Currently encountering an assertion failure in I-Cache at 3h40m; investigating.
Results of several attempts to boot FreeBSD (without Virtio, for now) in AWSteria Bluesim simulation: reaching about 190 million instructions, then failures. Failures vary across runs. 2 failures are (different) assertion failures in the cache. 1 failure is a FreeBSD 'kernel panic' ("Fatal page fault at 0xffffffc0004728f0: 0x00100000000008") dropping it into KDB. Final console message before failure is 'start_init: trying /sbin/init'. Debugging continues.
I'm not sure if the FreeBSD kernel you are working with has internal assertions enabled -- e.g., INVARIANTS, WITNESS -- but we've found that while those hugely slow down kernel boot, they are excellent for catching memory subsystem bugs, as they do self checks on numerous data structures, atomic operations, etc. The kernel will print out a message on boot warning about the performance hit, if they are configured. If you don't get those messages (one for each debugging feature), we should be able to provide kernels with them enabled.
I have a kernel from June (or earlier) that does have WITNESS enabled. My most recent runs were with a kernel Jessica sent me on Sep 3 where WITNESS is not enabled (I had asked for this, to improve simulation speed, but I'm not sure it's improving sim speed so much). One suspicion is that my L1 cache is not interacting properly with MIT's L2 cache in the corner case where and L1-to-L2 request and an L2-to-L1 request may refer to the same cache line.
For completeness I've now added debug (i.e. INVARIANTS + WITNESS) versions alongside the existing kernels (just drop the -NODEBUG from the name).

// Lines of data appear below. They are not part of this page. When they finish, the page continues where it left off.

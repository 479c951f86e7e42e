// Copyright (c) 2025 Ronan LE MEILLAT, SCTG Development
// This file is part of the rust-acremote project and is licensed under the
// SCTG Development Non-Commercial License v1.0 (see LICENSE.md for details).

//! Panel page extraction
//!
//! The panel is a classic view-state web form: every response carries three
//! hidden anti-forgery inputs that must be echoed verbatim on the next
//! request, and displays the unit's state through fixed `img` elements whose
//! resource paths embed a numeric index.
//!
//! Observed page layout:
//!
//! - `input#__VIEWSTATE`, `input#__VIEWSTATEGENERATOR`,
//!   `input#__EVENTVALIDATION` — opaque tokens, `value` attribute
//! - `img#Image_1` — `src` like `images/nn_1.gif`, operation mode index
//! - `img#Image_2` — `src` like `images/Tem_24.gif`, current temp in celsius
//! - `img#Image_3` — target temp, same encoding as `Image_2`
//! - `img#Image_4` — `src` like `images/mm_0.gif`, wind speed index
//! - `img#Image_5` — `src` like `images/kk_1.gif`, wind angle index

use std::collections::HashMap;

use scraper::{Html, Selector};

use super::{OperationMode, PanelState, RemoteError, WindAngle, WindSpeed};

/// Identifiers of the hidden anti-forgery inputs the panel expects back.
pub const HIDDEN_FIELD_IDS: [&str; 3] = ["__VIEWSTATE", "__VIEWSTATEGENERATOR", "__EVENTVALIDATION"];

/// One parsed panel response: the hidden tokens plus, when the page shows
/// the remote controller, the decoded unit state.
#[derive(Debug, Clone)]
pub struct PanelPage {
    pub hidden_fields: HashMap<String, String>,
}

impl PanelPage {
    /// Extract the hidden token inputs from a response body.
    ///
    /// Works on every panel page, including the login landing page, which
    /// carries the tokens but not the state indicators.
    pub fn parse(body: &str) -> Result<Self, RemoteError> {
        Ok(Self {
            hidden_fields: hidden_fields(body)?,
        })
    }
}

/// Extract the three hidden tokens from a response body.
pub fn hidden_fields(body: &str) -> Result<HashMap<String, String>, RemoteError> {
    let document = Html::parse_document(body);

    let mut fields = HashMap::with_capacity(HIDDEN_FIELD_IDS.len());
    for id in HIDDEN_FIELD_IDS {
        fields.insert(id.to_string(), attr_by_id(&document, "input", id, "value")?);
    }
    Ok(fields)
}

/// Decode the full unit state from a remote controller page.
///
/// This is the sole place observed state is computed from a response; the
/// server returns a full page each time, so the result always replaces the
/// previous state completely. `power` is left `false` for the session to
/// fill in (the page has no power indicator).
pub fn parse_state(body: &str) -> Result<PanelState, RemoteError> {
    let document = Html::parse_document(body);

    let mode_index = indicator_index(&document, "Image_1")?;
    let current_temp = indicator_index(&document, "Image_2")? as i32;
    let target_temp = indicator_index(&document, "Image_3")? as i32;
    let speed_index = indicator_index(&document, "Image_4")?;
    let angle_index = indicator_index(&document, "Image_5")?;

    Ok(PanelState {
        power: false,
        operation_mode: OperationMode::from_index(mode_index)
            .ok_or_else(|| RemoteError::PageLayout("Image_1".to_string()))?,
        current_temp,
        target_temp,
        wind_speed: WindSpeed::from_index(speed_index)
            .ok_or_else(|| RemoteError::PageLayout("Image_4".to_string()))?,
        wind_angle: WindAngle::from_index(angle_index)
            .ok_or_else(|| RemoteError::PageLayout("Image_5".to_string()))?,
    })
}

/// Decode the numeric index embedded in an indicator's image path.
fn indicator_index(document: &Html, id: &str) -> Result<u32, RemoteError> {
    let src = attr_by_id(document, "img", id, "src")?;
    digit_run(&src).ok_or_else(|| RemoteError::PageLayout(id.to_string()))
}

/// Find an element by id and return one of its attributes.
fn attr_by_id(document: &Html, tag: &str, id: &str, attr: &str) -> Result<String, RemoteError> {
    let selector = Selector::parse(&format!(r#"{tag}[id="{id}"]"#))
        .map_err(|_| RemoteError::PageLayout(id.to_string()))?;

    document
        .select(&selector)
        .next()
        .and_then(|element| element.value().attr(attr))
        .map(str::to_string)
        .ok_or_else(|| RemoteError::PageLayout(id.to_string()))
}

/// First contiguous run of ASCII digits in a resource path.
fn digit_run(src: &str) -> Option<u32> {
    let digits: String = src
        .chars()
        .skip_while(|c| !c.is_ascii_digit())
        .take_while(|c| c.is_ascii_digit())
        .collect();

    digits.parse().ok()
}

Also, in case it help you in your debugging quest, start_init: trying /sbin/init
is the point at which FreeBSD starts the first userspace process, which itself will fork and exec additional ones, and in that error message 0xffffffc0004728f0 is satp and 0x00100000000008 is stval (i.e. the virtual address for which a dereference was attempted). That address itself looks very wrong; we're deep in the kernel (and not in the few copyin/copyout-like functions) and so should always be trying to access kernel-space virtual addresses, which for FreeBSD are always the negative/top half of the address space (though that address is not even a valid Sv39 address).
@rsnikhil how can I help you with the debugging here? Would it be helpful if I run the simulation as well?
@podhrmic Let's hold off for the moment; your help would be most useful (I think) when I'm debugging Virtio on the setup, and I've not reached that point yet.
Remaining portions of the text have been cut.